Which lines below mention "Starting"? Pick each one out.

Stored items
"""

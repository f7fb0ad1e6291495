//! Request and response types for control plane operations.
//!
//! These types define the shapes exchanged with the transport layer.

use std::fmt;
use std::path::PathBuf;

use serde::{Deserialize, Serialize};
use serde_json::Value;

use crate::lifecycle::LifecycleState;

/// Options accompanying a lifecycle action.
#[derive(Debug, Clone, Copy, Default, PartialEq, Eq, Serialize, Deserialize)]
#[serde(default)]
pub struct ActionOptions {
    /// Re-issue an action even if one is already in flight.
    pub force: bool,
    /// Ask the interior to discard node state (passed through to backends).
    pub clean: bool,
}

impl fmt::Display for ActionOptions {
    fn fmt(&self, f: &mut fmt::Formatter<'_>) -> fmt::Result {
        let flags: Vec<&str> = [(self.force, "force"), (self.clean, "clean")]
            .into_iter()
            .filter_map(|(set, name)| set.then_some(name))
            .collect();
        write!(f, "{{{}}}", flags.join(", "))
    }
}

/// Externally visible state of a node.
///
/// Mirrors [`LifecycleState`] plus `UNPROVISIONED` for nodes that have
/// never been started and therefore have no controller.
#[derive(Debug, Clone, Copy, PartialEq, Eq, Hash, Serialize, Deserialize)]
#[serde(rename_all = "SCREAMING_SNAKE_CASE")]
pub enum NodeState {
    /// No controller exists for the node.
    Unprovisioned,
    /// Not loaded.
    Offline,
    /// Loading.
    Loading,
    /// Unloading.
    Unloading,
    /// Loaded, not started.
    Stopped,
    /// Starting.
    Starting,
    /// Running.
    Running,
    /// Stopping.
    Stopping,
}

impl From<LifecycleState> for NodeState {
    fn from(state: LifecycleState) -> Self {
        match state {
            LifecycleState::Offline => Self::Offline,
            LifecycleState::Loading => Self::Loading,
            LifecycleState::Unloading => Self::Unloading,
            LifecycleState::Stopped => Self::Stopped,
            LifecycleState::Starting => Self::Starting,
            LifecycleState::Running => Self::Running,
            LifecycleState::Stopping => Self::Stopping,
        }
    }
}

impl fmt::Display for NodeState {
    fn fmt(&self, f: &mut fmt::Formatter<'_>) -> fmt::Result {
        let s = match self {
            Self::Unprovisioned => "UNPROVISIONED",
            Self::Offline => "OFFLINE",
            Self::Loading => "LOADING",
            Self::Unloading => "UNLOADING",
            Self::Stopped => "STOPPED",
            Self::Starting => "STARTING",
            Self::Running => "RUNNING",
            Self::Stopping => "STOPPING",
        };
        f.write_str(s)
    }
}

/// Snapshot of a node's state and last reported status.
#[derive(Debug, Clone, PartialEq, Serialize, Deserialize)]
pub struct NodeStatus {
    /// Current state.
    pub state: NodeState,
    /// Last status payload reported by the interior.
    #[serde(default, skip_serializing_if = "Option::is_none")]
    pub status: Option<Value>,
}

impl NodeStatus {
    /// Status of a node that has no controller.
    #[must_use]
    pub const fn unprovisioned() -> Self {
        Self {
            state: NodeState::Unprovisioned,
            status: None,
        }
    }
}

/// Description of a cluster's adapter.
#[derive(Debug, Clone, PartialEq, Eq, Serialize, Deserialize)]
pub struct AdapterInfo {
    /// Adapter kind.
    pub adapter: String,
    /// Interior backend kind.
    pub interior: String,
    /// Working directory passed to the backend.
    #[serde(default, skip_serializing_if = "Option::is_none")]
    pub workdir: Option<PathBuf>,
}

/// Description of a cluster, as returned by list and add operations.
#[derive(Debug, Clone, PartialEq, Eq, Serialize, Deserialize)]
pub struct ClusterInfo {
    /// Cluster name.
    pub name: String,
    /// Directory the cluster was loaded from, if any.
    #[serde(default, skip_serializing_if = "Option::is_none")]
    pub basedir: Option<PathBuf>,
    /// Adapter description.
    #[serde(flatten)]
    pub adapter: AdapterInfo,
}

"""
"""

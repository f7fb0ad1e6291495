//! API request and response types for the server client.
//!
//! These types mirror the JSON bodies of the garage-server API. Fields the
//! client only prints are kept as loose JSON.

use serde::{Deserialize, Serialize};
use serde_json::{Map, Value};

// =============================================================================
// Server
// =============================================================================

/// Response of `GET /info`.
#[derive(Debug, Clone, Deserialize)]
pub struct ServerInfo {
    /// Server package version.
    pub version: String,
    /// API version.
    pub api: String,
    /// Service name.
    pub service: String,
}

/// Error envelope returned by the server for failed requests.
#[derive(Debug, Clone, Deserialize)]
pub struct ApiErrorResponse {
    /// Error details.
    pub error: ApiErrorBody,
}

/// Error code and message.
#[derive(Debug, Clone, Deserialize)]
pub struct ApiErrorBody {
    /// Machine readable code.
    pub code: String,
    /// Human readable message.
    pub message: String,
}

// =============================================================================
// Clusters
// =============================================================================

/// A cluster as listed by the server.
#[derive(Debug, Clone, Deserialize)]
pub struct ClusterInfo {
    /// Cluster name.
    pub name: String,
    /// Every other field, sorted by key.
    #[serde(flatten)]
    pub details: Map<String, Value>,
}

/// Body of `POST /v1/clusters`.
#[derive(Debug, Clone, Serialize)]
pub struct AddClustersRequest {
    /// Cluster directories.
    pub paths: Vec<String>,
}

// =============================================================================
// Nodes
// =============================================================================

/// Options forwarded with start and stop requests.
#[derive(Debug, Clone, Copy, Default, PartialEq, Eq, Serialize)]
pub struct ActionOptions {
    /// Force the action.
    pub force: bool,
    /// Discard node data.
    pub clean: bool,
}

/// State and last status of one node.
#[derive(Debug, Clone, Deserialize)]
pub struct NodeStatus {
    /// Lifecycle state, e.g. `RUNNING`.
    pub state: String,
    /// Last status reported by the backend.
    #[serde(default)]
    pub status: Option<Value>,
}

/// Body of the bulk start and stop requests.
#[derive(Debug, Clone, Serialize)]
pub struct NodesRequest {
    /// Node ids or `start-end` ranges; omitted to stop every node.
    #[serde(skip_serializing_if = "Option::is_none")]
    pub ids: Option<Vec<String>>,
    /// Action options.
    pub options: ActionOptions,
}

"""
"""

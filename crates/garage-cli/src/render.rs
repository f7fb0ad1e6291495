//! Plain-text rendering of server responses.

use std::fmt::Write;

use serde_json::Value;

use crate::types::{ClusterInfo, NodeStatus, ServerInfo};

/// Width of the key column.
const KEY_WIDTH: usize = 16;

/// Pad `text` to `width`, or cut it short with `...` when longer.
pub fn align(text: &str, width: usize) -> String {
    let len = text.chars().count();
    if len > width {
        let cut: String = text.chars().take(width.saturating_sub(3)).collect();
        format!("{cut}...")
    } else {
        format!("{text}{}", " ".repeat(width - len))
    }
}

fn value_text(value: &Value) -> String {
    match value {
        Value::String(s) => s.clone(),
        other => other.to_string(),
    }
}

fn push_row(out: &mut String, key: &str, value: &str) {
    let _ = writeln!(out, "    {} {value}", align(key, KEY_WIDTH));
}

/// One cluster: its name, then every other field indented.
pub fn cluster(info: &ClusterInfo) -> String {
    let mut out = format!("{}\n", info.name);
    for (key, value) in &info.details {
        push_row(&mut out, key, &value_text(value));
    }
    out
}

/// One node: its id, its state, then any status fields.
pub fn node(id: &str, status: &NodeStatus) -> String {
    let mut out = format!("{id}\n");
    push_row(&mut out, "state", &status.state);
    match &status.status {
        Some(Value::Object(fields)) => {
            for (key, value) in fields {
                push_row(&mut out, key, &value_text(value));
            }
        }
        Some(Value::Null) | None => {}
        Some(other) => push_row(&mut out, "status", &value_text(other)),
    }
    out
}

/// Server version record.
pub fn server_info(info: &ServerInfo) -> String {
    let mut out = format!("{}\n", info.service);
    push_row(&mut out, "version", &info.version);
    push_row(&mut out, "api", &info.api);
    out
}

"""

> [Solution below]
    /// Starting.
    Starting,
            LifecycleState::Starting => Self::Starting,
            Self::Starting => "STARTING",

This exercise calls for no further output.